Forty-one patients (27 with Stage1 cervical cancer [Group1] and 14 non-cancer HPV negative controls [Group2]) had DNA and RNA extracted from cervical cytology swab samples. HPV16, HPV18, hTERT, TERC/GAPDH and MYC/GAPDH concentration was established using a loop mediated isothermal amplification (LAMP) assay. Thresholds for tumor marker detection for Group1 were set from Group2 analysis (any hTERT, TERC/GAPDH 3.12, MYC/GAPDH 0.155). Group 1 participants underwent endovaginal MRI. Sensitivity and specificity for cancer detection by LAMP and MRI individually and combined was documented by comparison to pathology.

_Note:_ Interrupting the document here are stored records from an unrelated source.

#[cfg(test)]
mod tests {
    use super::*;

    fn value_after<'a>(args: &'a [String], flag: &str) -> Option<&'a str> {
        let idx = args.iter().position(|a| a == flag)?;
        args.get(idx + 1).map(String::as_str)
    }

    #[test]
    fn test_primary_defaults() {
        let config = Config::default();
        let params = EncodeParams::primary(&config, &SourceDimensions::default(), &config.catalog);
        let args = transcode_args(Path::new("in.mov"), Path::new("out.mp4"), &params);

        assert_eq!(value_after(&args, "-t"), Some("59"));
        assert_eq!(value_after(&args, "-c:v"), Some("libx264"));
        assert_eq!(value_after(&args, "-preset"), Some("medium"));
        assert_eq!(value_after(&args, "-crf"), Some("28"));
        assert_eq!(value_after(&args, "-c:a"), Some("aac"));
        assert_eq!(value_after(&args, "-b:a"), Some("128k"));
        assert_eq!(value_after(&args, "-movflags"), Some("+faststart"));
        assert_eq!(value_after(&args, "-pix_fmt"), Some("yuv420p"));
        assert!(value_after(&args, "-vf").is_none());
        assert_eq!(args.last().unwrap(), "out.mp4");
    }

    #[test]
    fn test_fallback_is_relaxed() {
        let config = Config::default();
        let primary = EncodeParams::primary(&config, &SourceDimensions::default(), &config.catalog);
        let fallback = EncodeParams::fallback(&config, &primary, Some("mp4"));

        assert_eq!(fallback.preset, "ultrafast");
        assert!(fallback.crf > primary.crf);
        assert_eq!(fallback.duration_cap_secs, primary.duration_cap_secs);
        assert!(!fallback.faststart);
        assert!(fallback.is_fallback);
        assert_eq!(
            fallback.audio,
            AudioPolicy::Reencode {
                codec: "aac".to_string(),
                bitrate: "96k".to_string()
            }
        );
    }

    #[test]
    fn test_fallback_forces_audio_reencode_for_open_containers() {
        let config = Config {
            audio_mode: AudioMode::Copy,
            ..Default::default()
        };
        let primary = EncodeParams::primary(&config, &SourceDimensions::default(), &config.catalog);
        assert_eq!(primary.audio, AudioPolicy::Copy);

        assert_eq!(EncodeParams::fallback(&config, &primary, Some("mp4")).audio, AudioPolicy::Copy);
        for container in ["webm", "MKV", "ogg", "ogv"] {
            let fallback = EncodeParams::fallback(&config, &primary, Some(container));
            assert!(matches!(fallback.audio, AudioPolicy::Reencode { .. }), "{}", container);
        }
    }

    #[test]
    fn test_target_height_follows_source_ratio() {
        let config = Config {
            scale_policy: ScalePolicy::TargetHeight { height: 720 },
            ..Default::default()
        };
        let params = EncodeParams::primary(&config, &SourceDimensions::new(1080, 1920, 10.0), &config.catalog);
        assert_eq!(params.scale, Some(ScaleTarget { width: 406, height: 720, pad: false }));

        // unknown dimensions assume 16:9
        let params = EncodeParams::primary(&config, &SourceDimensions::default(), &config.catalog);
        assert_eq!(params.scale.unwrap().width, 1280);
    }

    #[test]
    fn test_pad_to_format_uses_matched_box() {
        let config = Config {
            scale_policy: ScalePolicy::PadToFormat,
            ..Default::default()
        };
        let params = EncodeParams::primary(&config, &SourceDimensions::new(720, 1280, 5.0), &config.catalog);
        let scale = params.scale.unwrap();
        assert_eq!((scale.width, scale.height), (1080, 1920));
        assert!(scale.filter().contains("pad=1080:1920"));

        let args = transcode_args(Path::new("a"), Path::new("b"), &params);
        assert_eq!(value_after(&args, "-vf"), Some(scale.filter().as_str()));
    }

    #[test]
    fn test_summary() {
        let config = Config::default();
        let source = SourceDimensions::new(1920, 1080, 120.0);
        let params = EncodeParams::primary(&config, &source, &config.catalog);
        assert_eq!(
            params.summary(&source, Some("mov")),
            vec!["bitrate reduced", "duration capped at 59s", "converted to MP4"]
        );

        let short = SourceDimensions::new(1920, 1080, 10.0);
        let fallback = EncodeParams::fallback(&config, &params, Some("mp4"));
        assert_eq!(
            fallback.summary(&short, Some("mp4")),
            vec!["bitrate reduced", "fallback settings used"]
        );
    }

    #[test]
    fn test_validate_and_trim_args() {
        assert_eq!(
            validate_args(Path::new("in.mp4"), 59.0),
            vec!["-v", "error", "-i", "in.mp4", "-t", "59", "-f", "null", "-"]
        );
        let args = trim_args(Path::new("in.mp4"), Path::new("out.mp4"), 30.0);
        assert_eq!(value_after(&args, "-t"), Some("30"));
        assert_eq!(value_after(&args, "-c"), Some("copy"));
        assert_eq!(value_after(&args, "-avoid_negative_ts"), Some("make_zero"));
    }

    #[test]
    fn test_tool_failures_keep_their_kind() {
        let timed_out = EncoderFailure::from(ToolFailure::TimedOut {
            program: "ffmpeg".to_string(),
            timeout: Duration::from_secs(1),
        });
        assert_eq!(timed_out, EncoderFailure::TimedOut("ffmpeg timed out after 1s".to_string()));

        let spawn = EncoderFailure::from(ToolFailure::Spawn {
            program: "ffmpeg".to_string(),
            source: std::io::Error::from(std::io::ErrorKind::PermissionDenied),
        });
        assert!(matches!(spawn, EncoderFailure::Spawn(ref d) if d.starts_with("failed to start ffmpeg")));
    }

    #[cfg(unix)]
    #[tokio::test]
    async fn test_hung_ffmpeg_is_a_timeout() {
        use std::os::unix::fs::PermissionsExt;

        let dir = tempfile::TempDir::new().unwrap();
        let script = dir.path().join("ffmpeg");
        std::fs::write(&script, "#!/bin/sh\nsleep 5\n").unwrap();
        std::fs::set_permissions(&script, std::fs::Permissions::from_mode(0o755)).unwrap();

        let config = Config {
            encoder_timeout_secs: 1,
            ..Default::default()
        };
        let encoder = FfmpegEncoder::new(&config, ToolResolver::with_tools_dir(dir.path().to_path_buf()));
        let err = encoder.validate(Path::new("in.mp4"), 59.0).await.unwrap_err();
        assert!(matches!(err, EncoderFailure::TimedOut(ref d) if d.contains("timed out after 1s")));
    }
}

Sensitivity and specificity for cancer detection was 68.8% and 77.8% if any tumor marker was positive regardless of HPV status (scenario1), and 93.8% and 55.8% if tumor marker or HPV were positive (scenario 2). Adding endovaginal MRI improved specificity to 88.9% in scenario 1 (sensitivity 68.8%) and to 77.8%% in scenario2 (sensitivity 93.8%).
Specificity for cervical cancer detection using a LAMP assay is superior with tumor markers; low sensitivity is improved by HPV detection. Accuracy for early stage cervical cancer detection is optimal using a spatially multiplexed tumor marker/HPV LAMP assay together with endovaginal MRI.
建立一种可转移至芯片实验室平台的人乳头瘤病毒(HPV)和肿瘤标志物DNA/mRNA检测方法用于检测宫颈癌的敏感性和特异性,并确定其与高分辨率阴道内磁共振成像(MRI)联合使用时在早期疾病中的诊断价值。
41例患者(27例I期宫颈癌患者[第1组]和14例非癌HPV阴性对照者[第2组])的宫颈细胞学拭子样本提取DNA和RNA。采用环介导等温扩增(LAMP)法测定HPV16、HPV18、hTERT、TERC/GAPDH和MYC/GAPDH浓度。根据第2组分析结果设定第1组肿瘤标志物检测阈值(任何hTERT、TERC/GAPDH>3.12、MYC/GAPDH>0.155)。第1组参与者接受阴道内MRI检查。通过与病理结果比较,记录LAMP和MRI单独及联合检测癌症的敏感性和特异性。
无论HPV状态如何,若任何肿瘤标志物呈阳性,则检测癌症的敏感性和特异性分别为68.8%和77.8%(情况1);若肿瘤标志物或HPV呈阳性,则敏感性和特异性分别为93.8%和55.8%(情况2)。增加阴道内MRI检查后,情况1中的特异性提高到88.9%(敏感性68.8%),情况2中的特异性提高到77.8%(敏感性93.8%)。
使用LAMP法检测宫颈癌的特异性在肿瘤标志物方面更优;HPV检测可提高低敏感性。使用空间多重肿瘤标志物/HPV LAMP检测法联合阴道内MRI对早期宫颈癌进行检测的准确性最佳。